La campaña demócrata fracasa en la movilización del voto hispano
EEUU, El País
Donald J. Trump lanzó su campaña en junio de 2015 hablando de los inmigrantes indocumentados mexicanos en términos de una xenofobia inimaginable en un candidato presidencial en EE UU, fuera progresista o conservador: los calificó de traficantes de droga, de “violadores”. Dijo él, magnate de la construcción, que completaría un muro de cemento inexpugnable para detener lo que presentaba como la marea criminal que llegaba del sur. Ante un discurso de voltaje tan agresivo contra los mexicanos, inmediatamente se pensó que los latinos, no solo los mexicanos (11% de los habitantes de EE UU) sino los demás hispanos, por solidaridad étnica y cultural, responderían apoyando a la demócrata Hillary Clinton al ver al republicano como enemigo, o al menos como figura hostil.
A medida que avanzaba la campaña, los datos parecían reforzar esa hipótesis. En Estados decisivos y de significativa demografía latina, como Nevada (28% de hispanos) o Florida (24%), se detectó de hecho un aumento de participación latina en la modalidad del voto anticipado, por correo o en persona. Los expertos y los medios americanos empezaron a dibujar la hipótesis del despertar de un gigante dormido, el poder electoral hispano.
Clinton vio en los exabruptos de Trump contra la comunidad latina una veta por explotar. De por sí tendente al voto demócrata, pero más absentista que ninguna otra comunidad (48% de participación en 2012), su influencia podía crecer de forma exponencial si se trabajaba metódicamente en ella. Los voluntarios de Clinton y sus grupos de apoyo satélite, echando mano de las nuevas tecnologías y de la disponibilidad de las bases de datos electorales, rastrearon casa por casa el voto de la minoría más influyente del país, conscientes de que podía aportar la décimas necesarias para tumbar a Trump.

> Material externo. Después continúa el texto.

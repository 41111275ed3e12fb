use axum::{
    Json,
    body::Bytes,
    extract::{Path, State, rejection::JsonRejection},
    http::StatusCode,
};
use chrono::Utc;
use serde::de::DeserializeOwned;

use crate::{
    domain::{
        AppState,
        repository::query::TopicQuery,
        stats::TopicStats,
        topic::{ContentType, TopicId, TopicStatus},
    },
    infrastructure::http::{
        actor::CurrentActor,
        api::{ApiError, ApiSuccess},
        handlers::topics::dto::{
            ApprovalEventResponse, CommentRequest, CreateTopicRequest, ListTopicsParams,
            ReviewRequest, TopicListResponse, TopicResponse, UpdateTopicRequest,
        },
        querystring::QueryString,
    },
};

pub mod dto;

pub async fn list_topics<S: AppState>(
    State(state): State<S>,
    QueryString(params): QueryString<ListTopicsParams>,
) -> Result<ApiSuccess<TopicListResponse>, ApiError> {
    let mut query = filters(&params)?;
    if let Some(owner) = params.created_by {
        query = query.owned_by(owner);
    }

    let topics = state.workflow().list(query).await?;
    Ok(ApiSuccess::new(StatusCode::OK, TopicListResponse::from(topics)))
}

pub async fn my_topics<S: AppState>(
    State(state): State<S>,
    CurrentActor(actor): CurrentActor,
    QueryString(params): QueryString<ListTopicsParams>,
) -> Result<ApiSuccess<TopicListResponse>, ApiError> {
    // createdBy is always the caller here
    let query = filters(&params)?.owned_by(actor.id);

    let topics = state.workflow().list(query).await?;
    Ok(ApiSuccess::new(StatusCode::OK, TopicListResponse::from(topics)))
}

pub async fn topic_stats<S: AppState>(
    State(state): State<S>,
) -> Result<ApiSuccess<TopicStats>, ApiError> {
    let stats = state.workflow().stats(Utc::now()).await?;
    Ok(ApiSuccess::new(StatusCode::OK, stats))
}

pub async fn find_topic_by_id<S: AppState>(
    State(state): State<S>,
    Path(id): Path<String>,
) -> Result<ApiSuccess<TopicResponse>, ApiError> {
    let details = state.workflow().get(topic_id(&id)?).await?;
    Ok(ApiSuccess::new(StatusCode::OK, TopicResponse::from(details)))
}

pub async fn topic_history<S: AppState>(
    State(state): State<S>,
    Path(id): Path<String>,
) -> Result<ApiSuccess<Vec<ApprovalEventResponse>>, ApiError> {
    let events = state.workflow().history(topic_id(&id)?).await?;
    let events = events.into_iter().map(ApprovalEventResponse::from).collect();
    Ok(ApiSuccess::new(StatusCode::OK, events))
}

pub async fn create_topic<S: AppState>(
    State(state): State<S>,
    CurrentActor(actor): CurrentActor,
    payload: Result<Json<CreateTopicRequest>, JsonRejection>,
) -> Result<ApiSuccess<TopicResponse>, ApiError> {
    let Json(request) = payload.map_err(bad_body)?;
    let topic = state.workflow().create(request.into(), &actor).await?;
    Ok(ApiSuccess::new(StatusCode::CREATED, TopicResponse::from(topic)))
}

pub async fn update_topic<S: AppState>(
    State(state): State<S>,
    CurrentActor(actor): CurrentActor,
    Path(id): Path<String>,
    payload: Result<Json<UpdateTopicRequest>, JsonRejection>,
) -> Result<ApiSuccess<TopicResponse>, ApiError> {
    let id = topic_id(&id)?;
    let Json(request) = payload.map_err(bad_body)?;
    let topic = state.workflow().update(id, request.into(), &actor).await?;
    Ok(ApiSuccess::new(StatusCode::OK, TopicResponse::from(topic)))
}

pub async fn delete_topic<S: AppState>(
    State(state): State<S>,
    CurrentActor(actor): CurrentActor,
    Path(id): Path<String>,
) -> Result<ApiSuccess<()>, ApiError> {
    state.workflow().delete(topic_id(&id)?, &actor).await?;
    Ok(ApiSuccess::empty(StatusCode::OK))
}

pub async fn submit_topic<S: AppState>(
    State(state): State<S>,
    CurrentActor(actor): CurrentActor,
    Path(id): Path<String>,
) -> Result<ApiSuccess<TopicResponse>, ApiError> {
    let topic = state.workflow().submit(topic_id(&id)?, &actor).await?;
    Ok(ApiSuccess::new(StatusCode::OK, TopicResponse::from(topic)))
}

pub async fn approve_topic<S: AppState>(
    State(state): State<S>,
    CurrentActor(actor): CurrentActor,
    Path(id): Path<String>,
    body: Bytes,
) -> Result<ApiSuccess<TopicResponse>, ApiError> {
    let id = topic_id(&id)?;
    let ReviewRequest { comment } = optional_body(&body)?;
    let details = state.workflow().approve(id, &actor, comment).await?;
    Ok(ApiSuccess::new(StatusCode::OK, TopicResponse::from(details)))
}

pub async fn reject_topic<S: AppState>(
    State(state): State<S>,
    CurrentActor(actor): CurrentActor,
    Path(id): Path<String>,
    body: Bytes,
) -> Result<ApiSuccess<TopicResponse>, ApiError> {
    let id = topic_id(&id)?;
    let ReviewRequest { comment } = optional_body(&body)?;
    let details = state.workflow().reject(id, &actor, comment).await?;
    Ok(ApiSuccess::new(StatusCode::OK, TopicResponse::from(details)))
}

pub async fn request_revision<S: AppState>(
    State(state): State<S>,
    CurrentActor(actor): CurrentActor,
    Path(id): Path<String>,
    body: Bytes,
) -> Result<ApiSuccess<TopicResponse>, ApiError> {
    let id = topic_id(&id)?;
    let ReviewRequest { comment } = optional_body(&body)?;
    let details = state.workflow().request_revision(id, &actor, comment).await?;
    Ok(ApiSuccess::new(StatusCode::OK, TopicResponse::from(details)))
}

pub async fn comment_on_topic<S: AppState>(
    State(state): State<S>,
    CurrentActor(actor): CurrentActor,
    Path(id): Path<String>,
    payload: Result<Json<CommentRequest>, JsonRejection>,
) -> Result<ApiSuccess<ApprovalEventResponse>, ApiError> {
    let id = topic_id(&id)?;
    let Json(request) = payload.map_err(bad_body)?;
    let event = state.workflow().comment(id, &actor, request.comment).await?;
    Ok(ApiSuccess::new(StatusCode::CREATED, ApprovalEventResponse::from(event)))
}

/// Ids that are not even well-formed cannot name a topic
fn topic_id(raw: &str) -> Result<TopicId, ApiError> {
    TopicId::try_from(raw).map_err(|_| ApiError::NotFound(format!("topic {} not found", raw)))
}

fn filters(params: &ListTopicsParams) -> Result<TopicQuery, ApiError> {
    let mut query = TopicQuery::new();
    if let Some(status) = params.status.as_deref() {
        let status = status
            .parse::<TopicStatus>()
            .map_err(|err| ApiError::BadRequest(err.to_string()))?;
        query = query.with_status(status);
    }
    if let Some(content_type) = params.content_type.as_deref() {
        let content_type = content_type
            .parse::<ContentType>()
            .map_err(|err| ApiError::BadRequest(err.to_string()))?;
        query = query.with_content_type(content_type);
    }
    Ok(query)
}

fn bad_body(rejection: JsonRejection) -> ApiError {
    ApiError::BadRequest(rejection.body_text())
}

/// Empty bodies are allowed and mean "all defaults"
fn optional_body<T: DeserializeOwned + Default>(body: &Bytes) -> Result<T, ApiError> {
    if body.iter().all(u8::is_ascii_whitespace) {
        return Ok(T::default());
    }
    serde_json::from_slice(body)
        .map_err(|err| ApiError::BadRequest(format!("invalid request body: {}", err)))
}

Los cabos que tendían los demócratas a los hispanos se multiplicaban. El presidente Barack Obama daba una entrevista a un famoso locutor de radio hispano. El candidato a vicepresidente Tim Kaine pronunciaba un mitin en español en Arizona. Clinton acudía a un programa de variedades latino y aparecía en un concierto de Jennifer López.
Los sondeos, en mayor o menor medida, ponían a Clinton por delante de Trump a nivel nacional y una de las razones que se vislumbraban como trasunto era ese despunte de la implicación política de los hispanos, 27,3 millones con derecho a voto. Se hablaba de que en las urnas le iban a cobrar al empresario dorado de Nueva York sus faltas de respeto.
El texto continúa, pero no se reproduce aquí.